'Warm Bodies'
Perhaps its best to frame my feelings on the increasingly prevalent genre mashup film through a metaphor. Genre mashups, like restaurants, run the gamut. On one end of the spectrum is McDonald's. On the other end is high-end fusion cuisine.
Hollywood has become increasingly fond of the genre mashup over the years. At its worst, it's a clever little trick to appear original. Slap two seemingly disparate ideas together and you can create the illusion of freshness, even if it's really more like using a Glade plug-in to cover of the smell of a decaying dead boy. At its best, though, the genre mashup does have its merits. It can never be truly original -- after all, you're ultimately just creating some sort of Frankenstein monstrosity, no matter how successful you are at doing so -- but it can bring some fresh perspective to old characters, settings, even ideas.
It's a happy accident of the creative process that I've chosen the metaphor of a rotting corpse in a review of Warm Bodies because that's mostly where it falls on the genre mashup spectrum I have just laid out (and, well, duh, zombies!). Based off Isaac Marion's book of the same name, the film takes the framework of Western literature's most famous story -- William Shakespeare's Romeo and Juliet -- and lays it against the backdrop of these zombie apocalypses (apocalypsi? Apocalypto?) Western society has become fond of much more recently.

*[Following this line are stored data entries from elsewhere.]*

//! Runtime configuration: TOML file + `KIRO_PROXY_*` environment overrides.

use std::collections::HashMap;
use std::path::Path;

use serde::{Deserialize, Serialize};

/// Tracks which configuration settings were overridden by an environment
/// variable, for observability (logged once at startup).
#[derive(Debug, Clone, Default)]
pub struct EnvOverrides {
    overrides: HashMap<String, String>,
}

impl EnvOverrides {
    pub fn is_overridden(&self, key: &str) -> bool {
        self.overrides.contains_key(key)
    }

    pub fn all(&self) -> &HashMap<String, String> {
        &self.overrides
    }

    fn record(&mut self, key: &str, env_var: &str) {
        self.overrides.insert(key.to_string(), env_var.to_string());
    }
}

#[derive(Debug, Clone, Deserialize, Serialize)]
pub struct RuntimeConfig {
    #[serde(default)]
    pub server: ServerConfig,
    #[serde(default)]
    pub store: StoreConfig,
    #[serde(default)]
    pub auth: AuthConfig,
    #[serde(default)]
    pub limits: LimitsConfig,
    #[serde(default)]
    pub logging: LoggingConfig,
    #[serde(skip)]
    pub env_overrides: EnvOverrides,
}

#[derive(Debug, Clone, Deserialize, Serialize)]
pub struct ServerConfig {
    #[serde(default = "default_host")]
    pub host: String,
    #[serde(default = "default_port")]
    pub port: u16,
    #[serde(default)]
    pub cors_origins: Vec<String>,
}

impl Default for ServerConfig {
    fn default() -> Self {
        Self {
            host: default_host(),
            port: default_port(),
            cors_origins: Vec::new(),
        }
    }
}

#[derive(Debug, Clone, Deserialize, Serialize)]
pub struct StoreConfig {
    #[serde(default = "default_store_url")]
    pub url: String,
    #[serde(default = "default_key_prefix")]
    pub key_prefix: String,
    #[serde(default = "default_pool_size")]
    pub pool_size: u32,
}

impl Default for StoreConfig {
    fn default() -> Self {
        Self {
            url: default_store_url(),
            key_prefix: default_key_prefix(),
            pool_size: default_pool_size(),
        }
    }
}

#[derive(Debug, Clone, Deserialize, Serialize, Default)]
pub struct AuthConfig {
    /// The shared secret compared against `x-api-key`/`Authorization:
    /// Bearer`. Empty means no caller has been provisioned yet; every
    /// request is rejected until this (or the store's `AppConfig`) is set.
    #[serde(default)]
    pub api_key: String,
    /// Whether a 401 from upstream should rotate the responsible
    /// credential's identity instead of just enqueuing a refresh on the
    /// same UUID. Unimplemented: `main` refuses to start with this set,
    /// since the upstream's identity-rotation contract has not been
    /// verified against this crate's pool model.
    #[serde(default)]
    pub rotate_identity_on_401: bool,
}

#[derive(Debug, Clone, Deserialize, Serialize)]
pub struct LimitsConfig {
    #[serde(default = "default_max_concurrent_requests")]
    pub max_concurrent_requests: usize,
    #[serde(default = "default_max_retries")]
    pub max_retries: u32,
    #[serde(default = "default_refresh_threshold_secs")]
    pub refresh_threshold_secs: u64,
    #[serde(default = "default_health_cooldown_secs")]
    pub health_cooldown_secs: u64,
    #[serde(default = "default_account_cache_ttl_secs")]
    pub account_cache_ttl_secs: u64,
}

impl Default for LimitsConfig {
    fn default() -> Self {
        Self {
            max_concurrent_requests: default_max_concurrent_requests(),
            max_retries: default_max_retries(),
            refresh_threshold_secs: default_refresh_threshold_secs(),
            health_cooldown_secs: default_health_cooldown_secs(),
            account_cache_ttl_secs: default_account_cache_ttl_secs(),
        }
    }
}

#[derive(Debug, Clone, Deserialize, Serialize)]
pub struct LoggingConfig {
    #[serde(default = "default_log_level")]
    pub level: String,
    #[serde(default)]
    pub json: bool,
}

impl Default for LoggingConfig {
    fn default() -> Self {
        Self {
            level: default_log_level(),
            json: false,
        }
    }
}

fn default_host() -> String {
    "127.0.0.1".to_string()
}
const fn default_port() -> u16 {
    8787
}
fn default_store_url() -> String {
    "redis://127.0.0.1:6379".to_string()
}
fn default_key_prefix() -> String {
    "kiro-proxy:".to_string()
}
const fn default_pool_size() -> u32 {
    8
}
const fn default_max_concurrent_requests() -> usize {
    64
}
const fn default_max_retries() -> u32 {
    3
}
const fn default_refresh_threshold_secs() -> u64 {
    300
}
const fn default_health_cooldown_secs() -> u64 {
    6
}
const fn default_account_cache_ttl_secs() -> u64 {
    5
}
fn default_log_level() -> String {
    "info".to_string()
}

impl Default for RuntimeConfig {
    fn default() -> Self {
        Self {
            server: ServerConfig::default(),
            store: StoreConfig::default(),
            auth: AuthConfig::default(),
            limits: LimitsConfig::default(),
            logging: LoggingConfig::default(),
            env_overrides: EnvOverrides::default(),
        }
    }
}

impl RuntimeConfig {
    /// Load configuration from a TOML file at `path`, falling back to
    /// defaults when it does not exist, then apply `KIRO_PROXY_*`
    /// environment overrides.
    pub fn load(path: &Path) -> anyhow::Result<Self> {
        let mut config = if path.exists() {
            let content = std::fs::read_to_string(path)?;
            toml::from_str(&content)?
        } else {
            tracing::warn!(path = %path.display(), "config file not found, using defaults");
            Self::default()
        };
        config.apply_env_overrides();
        Ok(config)
    }

    pub fn listen_addr(&self) -> String {
        format!("{}:{}", self.server.host, self.server.port)
    }

    fn apply_env_overrides(&mut self) {
        let mut ov = EnvOverrides::default();

        macro_rules! env_str {
            ($key:expr, $env:expr, $field:expr) => {
                if let Ok(val) = std::env::var($env) {
                    $field = val;
                    ov.record($key, $env);
                }
            };
        }
        macro_rules! env_bool {
            ($key:expr, $env:expr, $field:expr) => {
                if let Ok(val) = std::env::var($env) {
                    $field = matches!(val.to_lowercase().as_str(), "1" | "true" | "yes" | "on");
                    ov.record($key, $env);
                }
            };
        }
        macro_rules! env_parse {
            ($key:expr, $env:expr, $field:expr) => {
                if let Ok(val) = std::env::var($env) {
                    if let Ok(parsed) = val.parse() {
                        $field = parsed;
                        ov.record($key, $env);
                    }
                }
            };
        }

        env_str!("server.host", "KIRO_PROXY_SERVER_HOST", self.server.host);
        env_parse!("server.port", "KIRO_PROXY_SERVER_PORT", self.server.port);
        if let Ok(val) = std::env::var("KIRO_PROXY_SERVER_CORS_ORIGINS") {
            self.server.cors_origins = val
                .split(',')
                .map(|s| s.trim().to_string())
                .filter(|s| !s.is_empty())
                .collect();
            ov.record("server.cors_origins", "KIRO_PROXY_SERVER_CORS_ORIGINS");
        }

        env_str!("store.url", "KIRO_PROXY_STORE_URL", self.store.url);
        env_str!(
            "store.key_prefix",
            "KIRO_PROXY_STORE_KEY_PREFIX",
            self.store.key_prefix
        );
        env_parse!(
            "store.pool_size",
            "KIRO_PROXY_STORE_POOL_SIZE",
            self.store.pool_size
        );

        env_str!("auth.api_key", "KIRO_PROXY_AUTH_API_KEY", self.auth.api_key);
        env_bool!(
            "auth.rotate_identity_on_401",
            "KIRO_PROXY_AUTH_ROTATE_IDENTITY_ON_401",
            self.auth.rotate_identity_on_401
        );

        env_parse!(
            "limits.max_concurrent_requests",
            "KIRO_PROXY_MAX_CONCURRENT_REQUESTS",
            self.limits.max_concurrent_requests
        );
        env_parse!(
            "limits.max_retries",
            "KIRO_PROXY_MAX_RETRIES",
            self.limits.max_retries
        );
        env_parse!(
            "limits.refresh_threshold_secs",
            "KIRO_PROXY_REFRESH_THRESHOLD_SECS",
            self.limits.refresh_threshold_secs
        );
        env_parse!(
            "limits.health_cooldown_secs",
            "KIRO_PROXY_HEALTH_COOLDOWN_SECS",
            self.limits.health_cooldown_secs
        );
        env_parse!(
            "limits.account_cache_ttl_secs",
            "KIRO_PROXY_ACCOUNT_CACHE_TTL_SECS",
            self.limits.account_cache_ttl_secs
        );

        env_str!("logging.level", "KIRO_PROXY_LOG_LEVEL", self.logging.level);
        env_bool!("logging.json", "KIRO_PROXY_LOG_JSON", self.logging.json);

        self.env_overrides = ov;
    }
}

#[cfg(test)]
mod tests {
    use super::*;

    #[test]
    fn defaults_are_sane() {
        let config = RuntimeConfig::default();
        assert_eq!(config.server.port, 8787);
        assert_eq!(config.limits.max_retries, 3);
        assert_eq!(config.limits.health_cooldown_secs, 6);
        assert_eq!(config.limits.refresh_threshold_secs, 300);
    }

    #[test]
    fn load_falls_back_to_defaults_when_file_missing() {
        let config = RuntimeConfig::load(Path::new("/nonexistent/kiro-proxy.toml")).unwrap();
        assert_eq!(config.server.host, "127.0.0.1");
    }

    #[test]
    fn listen_addr_combines_host_and_port() {
        let config = RuntimeConfig::default();
        assert_eq!(config.listen_addr(), "127.0.0.1:8787");
    }

    #[test]
    fn env_override_takes_precedence_and_is_recorded() {
        std::env::set_var("KIRO_PROXY_SERVER_PORT", "9999");
        let mut config = RuntimeConfig::default();
        config.apply_env_overrides();
        assert_eq!(config.server.port, 9999);
        assert!(config.env_overrides.is_overridden("server.port"));
        std::env::remove_var("KIRO_PROXY_SERVER_PORT");
    }
}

The Montagues in this story are zombies, though it is important not to confuse these Montagues with the skeletal zombies who have lost all trace of their humanity. I'm not sure which family they are supposed to represent in Padua. Anyway, R (Nicholas Hoult) is, you guessed it, Romeo, and he falls for Julie (Teresa Palmer) when he dines on the brains of her boyfriend Perry (Dave Franco). It seems in this post-apocalyptic wasteland, the undead are able to absorb the memories of the living and maintain some semblance of humanity, albeit not their own. Julie is the still-very-much-alive daughter of General Grigio (John Malkovich), who has taken on the rather gargantuan responsibility of protecting all of the remaining living from the undead in a walled and heavily fortified enclave. Ostensibly, these are our Capulets.
There's a little pluck and plenty of dark humor in a romance that blossoms because one of the star-crossed lovers quite literally swallows whole and digests his newfound feelings. It's fortunate, I suppose, that it was R who got to Perry's brains first and not, say, his closest zombie friend, the balding M (Rob Corddry) or a female zombie or someone much more grotesque than Hoult. But it isn't really enough to sustain a feature-length film. R grunting his love to a terrified Julie as he protects her from danger and ushers her back to the safety is a pretty good sight/sound gag at first, but it fizzles before long, and the predictable showdown between the mistrusting General Grigio and R's horde of well meaning zombies doesn't do much of anything to energize the film over the second and third acts.
Director and writer Jonathan Levine (50/50, The Wackness) brings an earnestness and tenderness that is quite charming to Warm Bodies -- qualities that are rapidly becoming a trademark of his. I'll give him credit for this as well: I totally missed the Romeo and Juliet thing until it was painfully obvious (R beneath Julie's balcony at night). I just wish that honest, unironic approach had been paired with something much less rote than zombie Shakespeare hybridization.